А что сейчас мешает чистоте? От кого и от чего вы защищаетесь?

Никто не мешает, я сам себе мешаю. Я сам борюсь со своими демонами с помощью творчества. Это мне интересно. В этом мире я более комфортно себя чувствую. Там есть и свои льдинки, и караси, понимаете? Они выдуманные, но не менее интересные.

Андрей Смирнов

Мозги важнее кулаков

Д. З. Андрей Сергеевич, вы сказали, что не помните сказок или не читали их в детстве, но зато помните такие классические для всех мальчишек вещи, как «Три мушкетера» и «Том Сойер».

А. С. Так сложилось, что все мои дети знают «Трех мушкетеров» буквально наизусть. Могут цитировать с любого места. Я уже, наверное, лет 40 как не брал в руки эту книжку, но помню ее хорошо.

Кто из четырех героев был вам ближе? Атос?

Нет. Атос слишком высок и благороден. Так высоко я не заглядывал. Пожалуй, Д’Артаньян. Он же необыкновенно обаятельный. Он написан умным, хитрым гасконцем. Он моложе их всех, но хорошо понимает людей.

Вы были похожи на него или вам хотелось быть таким?

Нет, я, конечно, сознавал пропасть, которая нас разделяет. Это был любимый герой. Мне хотелось на него походить, но боюсь, что походил я на него мало. У меня было больное сердце. Я был очень дохлый подросток. Спортом начал заниматься уже лет в 15–16.

У вас есть сценарий «Предчувствие» как раз про такого мальчика. Он на вас больше похож, чем Д’Артаньян?

Конечно. Там же и написано от первого лица. Это мое школьное детство и первая любовь. И вот это становление характера подростка. Не знаю, в какой мере это удалось. Но для меня это был очень важный этап в овладении сценарным мастерством.

Почему так часто бывает, что ребята, которые в детские годы были физически слабее других и не сразу находили общий язык с коллективом, во взрослом возрасте часто становятся очень сильными личностями?

Дело в том, что у мальчишек в возрасте 15–16 лет происходит некоторая переориентация. Мозги и подвешенный язык становятся важнее кулаков. А до этого кулаки, конечно, все определяют. Нас в 7-м классе соединили с девочками, а потом мои родители переехали. Оказалось, что рядом была французская спецшкола, и отец мне сказал, что надо быть дураком, чтобы не использовать это. Мне удалось выучить французский за одно лето.

Это серьезный поступок для мальчишки.

Я действительно был дохлый, слабый, трусливый.
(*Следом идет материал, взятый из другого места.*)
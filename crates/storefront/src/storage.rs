//! Object storage URL rewriting.
//!
//! Product rows store image *keys*. Anything shown to a customer or sent to
//! the payment gateway needs an absolute URL instead.

use url::Url;

/// Converts storage keys into public URLs.
pub trait ObjectStorage: Send + Sync {
    /// Public URL for `key`. Keys that are already absolute URLs pass through.
    fn public_url(&self, key: &str) -> String;
}

/// A bucket served from a fixed public base URL.
#[derive(Debug, Clone)]
pub struct PublicBucket {
    base: Url,
}

impl PublicBucket {
    /// Create a bucket rooted at `base`.
    ///
    /// A missing trailing slash is added so keys resolve beneath the base
    /// path instead of replacing its last segment.
    #[must_use]
    pub fn new(mut base: Url) -> Self {
        if !base.path().ends_with('/') {
            let path = format!("{}/", base.path());
            base.set_path(&path);
        }
        Self { base }
    }
}

impl ObjectStorage for PublicBucket {
    fn public_url(&self, key: &str) -> String {
        if key.starts_with("https://") || key.starts_with("http://") {
            return key.to_string();
        }
        self.base
            .join(key.trim_start_matches('/'))
            .map_or_else(|_| format!("{}{key}", self.base), String::from)
    }
}
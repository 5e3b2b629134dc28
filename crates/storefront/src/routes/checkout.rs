//! Checkout route handlers.
//!
//! Bodies are taken as raw bytes: the cart validator enforces the payload
//! ceiling before any JSON parsing happens. The router's body limit matches
//! that ceiling, and its rejections are reported as the same cart error.

use axum::{
    Json,
    body::Bytes,
    extract::{State, rejection::BytesRejection},
    http::{HeaderMap, StatusCode, header::CONTENT_LENGTH},
};
use tracing::{debug, instrument};

use kestrel_core::CartError;

use crate::db::ProductRepository;
use crate::error::{AppError, Result};
use crate::services::checkout::cart::CheckoutPreview;
use crate::services::checkout::origin::resolve_origin;
use crate::services::checkout::{Checkout, CheckoutError, IntentCreated, SessionCreated};
use crate::state::AppState;
use crate::storage::PublicBucket;

fn checkout<'a>(
    state: &'a AppState,
    products: &'a ProductRepository<'a>,
) -> Checkout<'a, ProductRepository<'a>, PublicBucket> {
    let config = state.config();
    Checkout::new(
        products,
        state.storage(),
        &config.cart_limits,
        &config.pricing,
        &config.payments,
    )
}

/// Map a body extraction failure onto the cart error the validator would give.
fn payload(
    state: &AppState,
    headers: &HeaderMap,
    body: std::result::Result<Bytes, BytesRejection>,
) -> Result<Bytes> {
    body.map_err(|rejection| {
        let config = state.config();
        let max = config.cart_limits.max_payload_bytes;
        debug!(status = %rejection.status(), "Checkout body rejected");
        let error = if rejection.status() == StatusCode::PAYLOAD_TOO_LARGE {
            let size = headers
                .get(CONTENT_LENGTH)
                .and_then(|value| value.to_str().ok())
                .and_then(|value| value.parse().ok())
                .unwrap_or_else(|| max.saturating_add(1));
            CartError::PayloadTooLarge { size, max }
        } else {
            CartError::MalformedBody(rejection.body_text())
        };
        AppError::checkout(CheckoutError::Cart(error), config.environment)
    })
}

/// Price a cart for display.
#[instrument(skip_all)]
pub async fn preview(
    State(state): State<AppState>,
    headers: HeaderMap,
    body: std::result::Result<Bytes, BytesRejection>,
) -> Result<Json<CheckoutPreview>> {
    let body = payload(&state, &headers, body)?;
    let products = state.products();
    checkout(&state, &products)
        .preview(&body)
        .await
        .map(Json)
        .map_err(|e| AppError::checkout(e, state.config().environment))
}

/// Create a hosted checkout session and return its redirect URL.
#[instrument(skip_all)]
pub async fn create_session(
    State(state): State<AppState>,
    headers: HeaderMap,
    body: std::result::Result<Bytes, BytesRejection>,
) -> Result<Json<SessionCreated>> {
    let body = payload(&state, &headers, body)?;
    let config = state.config();
    let origin = resolve_origin(&headers, &config.base_url, config.environment);
    let products = state.products();

    checkout(&state, &products)
        .create_session(state.gateway(), &body, origin)
        .await
        .map(Json)
        .map_err(|e| AppError::checkout(e, config.environment))
}

/// Create a payment intent for an embedded payment form.
#[instrument(skip_all)]
pub async fn create_payment_intent(
    State(state): State<AppState>,
    headers: HeaderMap,
    body: std::result::Result<Bytes, BytesRejection>,
) -> Result<Json<IntentCreated>> {
    let body = payload(&state, &headers, body)?;
    let products = state.products();
    checkout(&state, &products)
        .create_payment_intent(state.gateway(), &body)
        .await
        .map(Json)
        .map_err(|e| AppError::checkout(e, state.config().environment))
}
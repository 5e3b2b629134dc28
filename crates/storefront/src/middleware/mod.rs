//! HTTP middleware stack for storefront.
//!
//! # Middleware Order (outermost first)
//!
//! 1. Sentry layers (added by the binary)
//! 2. `TraceLayer` (request span with status and latency)
//! 3. Request ID (recorded into the request span)
//! 4. Security headers

pub mod request_id;
pub mod security_headers;

pub use request_id::{REQUEST_ID_HEADER, request_id_middleware};
pub use security_headers::security_headers_middleware;
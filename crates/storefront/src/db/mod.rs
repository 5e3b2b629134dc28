//! Database operations for storefront `PostgreSQL`.
//!
//! # Database: `kestrel`
//!
//! ## Tables
//!
//! - `storefront.products` - Catalog (read-only here)
//! - `storefront.orders` - Orders, unique on `external_id`
//! - `storefront.cart_items` - Saved carts keyed by customer email
//!
//! # Collaborator Traits
//!
//! Checkout code talks to the datastore only through [`CatalogStore`],
//! [`OrderStore`] and [`CartStore`]. The `PostgreSQL` repositories in this
//! module implement them; tests substitute in-memory fakes.
//!
//! # Migrations
//!
//! Migrations are stored in `crates/storefront/migrations/` and run via:
//! ```bash
//! cargo run -p kestrel-cli -- migrate
//! ```

pub mod carts;
pub mod orders;
pub mod products;

use std::future::Future;
use std::time::Duration;

use secrecy::ExposeSecret;
use sqlx::PgPool;
use sqlx::postgres::PgPoolOptions;
use thiserror::Error;

use kestrel_core::{Email, OrderId, OrderStatus, ProductId};

use crate::models::{InsertOutcome, NewOrder, Order, Product};

pub use carts::CartRepository;
pub use orders::OrderRepository;
pub use products::ProductRepository;

/// Errors that can occur during repository operations.
#[derive(Debug, Error)]
pub enum RepositoryError {
    /// Database error from sqlx.
    #[error("database error: {0}")]
    Database(#[from] sqlx::Error),

    /// Data in the database is corrupted or invalid.
    #[error("data corruption: {0}")]
    DataCorruption(String),

    /// Requested entity was not found.
    #[error("not found")]
    NotFound,
}

/// Create a `PostgreSQL` connection pool with sensible defaults.
///
/// # Arguments
///
/// * `database_url` - `PostgreSQL` connection string (wrapped in `SecretString`)
///
/// # Errors
///
/// Returns `sqlx::Error` if the connection cannot be established.
pub async fn create_pool(database_url: &secrecy::SecretString) -> Result<PgPool, sqlx::Error> {
    PgPoolOptions::new()
        .max_connections(10)
        .min_connections(2)
        .acquire_timeout(Duration::from_secs(10))
        .connect(database_url.expose_secret())
        .await
}

/// Read access to the product catalog.
pub trait CatalogStore: Send + Sync {
    /// Load every product whose ID is in `ids`, in one round trip.
    ///
    /// IDs with no row are simply absent from the result.
    fn find_by_ids(
        &self,
        ids: &[ProductId],
    ) -> impl Future<Output = Result<Vec<Product>, RepositoryError>> + Send;
}

/// Order persistence.
pub trait OrderStore: Send + Sync {
    /// Look up an order by gateway session or intent ID.
    fn find_by_external_id(
        &self,
        external_id: &str,
    ) -> impl Future<Output = Result<Option<Order>, RepositoryError>> + Send;

    /// Insert an order unless one with the same external ID already exists.
    ///
    /// Uniqueness must be enforced by the store itself, not by a prior
    /// lookup: two concurrent inserts for one external ID produce exactly one
    /// `Created`.
    fn insert(
        &self,
        order: &NewOrder,
    ) -> impl Future<Output = Result<InsertOutcome, RepositoryError>> + Send;

    /// Move an order from `from` to `to`.
    ///
    /// Returns `false` when the order is no longer in `from` (another writer
    /// changed it first) and nothing was written.
    fn update_status(
        &self,
        id: OrderId,
        from: OrderStatus,
        to: OrderStatus,
    ) -> impl Future<Output = Result<bool, RepositoryError>> + Send;
}

/// Saved cart rows.
pub trait CartStore: Send + Sync {
    /// Delete every cart row owned by `owner`. Returns the number removed.
    fn delete_by_owner(
        &self,
        owner: &Email,
    ) -> impl Future<Output = Result<u64, RepositoryError>> + Send;
}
В 1944 году мы с матерью приехали из эвакуации с Урала. Во дворе на Сретенке царствовали настоящие уголовники. В соседнем дворе я никогда не был, туда зайти было страшно, потому что сразу бы избили. В нашем дворе я чувствовал себя очень неуютно. Меня держали в страхе. Потом была школа в Уланском переулке. Ее окончили еще два знаменитых киношника: Георгий Данелия и покойный Савва Кулиш. Но в школе тоже преобладал уголовный элемент. И поколачивали меня там, в том числе всем классом, что и воспроизведено в сценарии «Предчувствия». Прошло лет, наверное, шесть-семь, пока я не научился защищать себя и давать сдачи.

Это оставляет след или удается потом через это как-то переступить? Как минимум остается недоверие к большим коллективам? К объединениям людей, которые не так, как в «Мушкетерах», один за всех и все за одного, а все против одного?

Думаю, что через это удается переступить. Я надеюсь, что удается. В сообществе мальчишек 16–17 лет уже царят другие нравы, там появляются другие лидеры.

Коллектив подчиняет себе индивидуальность. Ничему хорошему советский коллектив научить не может. Но в принципе против коллектива у меня никаких предубеждений нет. Я очень люблю нашу киношную тусовку. Мне кажется, она очень живая. Художник или писатель работает в одиночку, а киношник всегда на публике, кругом огромная съемочная группа. В ней самые разные люди с разной степенью владения профессией. Иногда бывает замечательный специалист в своем деле, а человек неприятный. Приходится терпеть ради результата. Поэтому киношники открыты миру. Съемочная группа – это, пожалуй, коллектив, который я люблю.